Toward the earlier part of her career at Amherst, Professor of Black studies, Latinx and Latin American studies and English Rhonda Cobham-Sander typically wrote letters of recommendation for her students in the English department office. One day, as she typed, a white senior colleague came up behind her and peered at her screen.

“Gosh, you’re always writing letters of recommendation!” he said, according to Cobham-Sander. “I don’t think I’ve been asked to write more than one this year, and you’re always writing them.” It hadn’t even occurred to Cobham-Sander that she could be writing three times as many letters of recommendation as other faculty members.

“There are things like that, that you can’t even know for the first few years how much more you’re doing than everyone else, because you just assume that’s what everyone is doing. And then you begin to realize that you’re doing a lot more than other people,” she said.

Though she noted that many white faculty members also write similar numbers of letters, this disparity in workload, she said, is a common experience for faculty of color at the college. In academia, women and people of color tend to bear disproportionately higher burdens of service according to multiple academic studies. Since Cobham-Sander’s arrival at the college in 1986, she has seen a number of faculty members of color leave Amherst because of the pressures and extra workloads attached to working as a professor with a marginalized racial identity. This trend has not gone unnoticed. Extensive research, including reports by the National Center for Education Statistics (NCES), show that higher percentages of faculty of color report intentions to leave institutions of higher education than their white counterparts do.

These experiences merit a closer look. The Student conducted interviews with nearly a dozen faculty members to investigate possible disparities among faculty at the college. Over the next four issues, The Student will publish an article series examining the many issues that play a role in attracting, retaining and supporting faculty of color at the college. Today, we begin by looking at some of the inequalities among workloads and expectations.

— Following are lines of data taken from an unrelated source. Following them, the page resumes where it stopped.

use axum::{Json, extract::State};
use chrono::Utc;
use serde::Serialize;

use jaothui_auth_types::identity::IdentityHeaders;

use crate::domain::types::FarmContextParams;
use crate::error::FarmsServiceError;
use crate::handlers::resolve_context;
use crate::state::AppState;
use crate::usecase::notification::NotificationCountUseCase;

#[derive(Serialize)]
pub struct NotificationCountResponse {
    pub overdue: u64,
    pub due_today: u64,
    pub total: u64,
}

// ── GET /notifications/count ─────────────────────────────────────────────────

pub async fn get_notification_count(
    identity: IdentityHeaders,
    State(state): State<AppState>,
) -> Result<Json<NotificationCountResponse>, FarmsServiceError> {
    let context = resolve_context(&state, &identity, FarmContextParams::default()).await?;
    let usecase = NotificationCountUseCase {
        repo: state.notification_repo(),
    };
    let counts = usecase.execute(&context, Utc::now()).await?;
    Ok(Json(NotificationCountResponse {
        overdue: counts.overdue,
        due_today: counts.due_today,
        total: counts.total,
    }))
}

Distribution of Faculty of Color Nationwide, the number of faculty of color at institutions of higher education remains low. The National Center for Education Statistics surveyed degree-granting postsecondary institutions and found that in Fall 2016, 76 percent of all faculty members were white. 6 percent were black, 5 percent were Hispanic and 10 percent were Asian or Pacific Islander. American Indian or Alaska Native faculty members and faculty members of two or more races both made up 1 percent or less of all faculty. At Amherst College, white non-Hispanic faculty members make up 68.1 percent of all faculty. Asian or Pacific Islander faculty members make up 7.8 percent, black non-Latinx faculty members and Latinx faculty members make up 5.4 percent each and multi-racial faculty members make up 2 percent. 3.9 percent of professors identify as international, and 7.4 percent of all faculty were listed as unknown.

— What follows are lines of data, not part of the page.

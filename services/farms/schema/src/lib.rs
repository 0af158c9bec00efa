//! sea-orm entities for the farms service database.

pub mod activities;
pub mod animals;
pub mod farm_members;
pub mod farms;
pub mod users;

Self-identifying students of color, in contrast, make up 45 percent of the student body at the college.

The college has taken steps over the years to prioritize hiring faculty of color. Amherst Uprising, a student-led demonstration in 2015 that protested the treatment of marginalized communities on campus, resulted in a renewed commitment by the administration to diversify the faculty. In 2017, the Board of Trustees raised the college’s Full-Time Equivalent (FTE) cap, allowing the college to hire five additional senior faculty members of color. Senior hires are brought to the college as tenured professors.

Excluding lecturers and visiting and adjunct professors, faculty members are hired into one of two positions: pre-tenure or senior/tenured. Pre-tenure professors, often called junior faculty, typically spend six years teaching, writing and publishing before they are evaluated for tenure. When a professor goes up for review, they compile various documents — their research, student evaluations, published materials, among others — to present to the Committee of Six, which is comprised of six professors elected to the committee. Dean of Faculty Catherine Epstein serves as secretary of the committee, while President Biddy Martin chairs committee meetings. The professor’s department also submits its own evaluations to the Committee of Six. If the committee votes for the president recommend tenure to the Board of Trustees, the faculty member becomes an associate professor. An associate professor can become a full professor later on in their career.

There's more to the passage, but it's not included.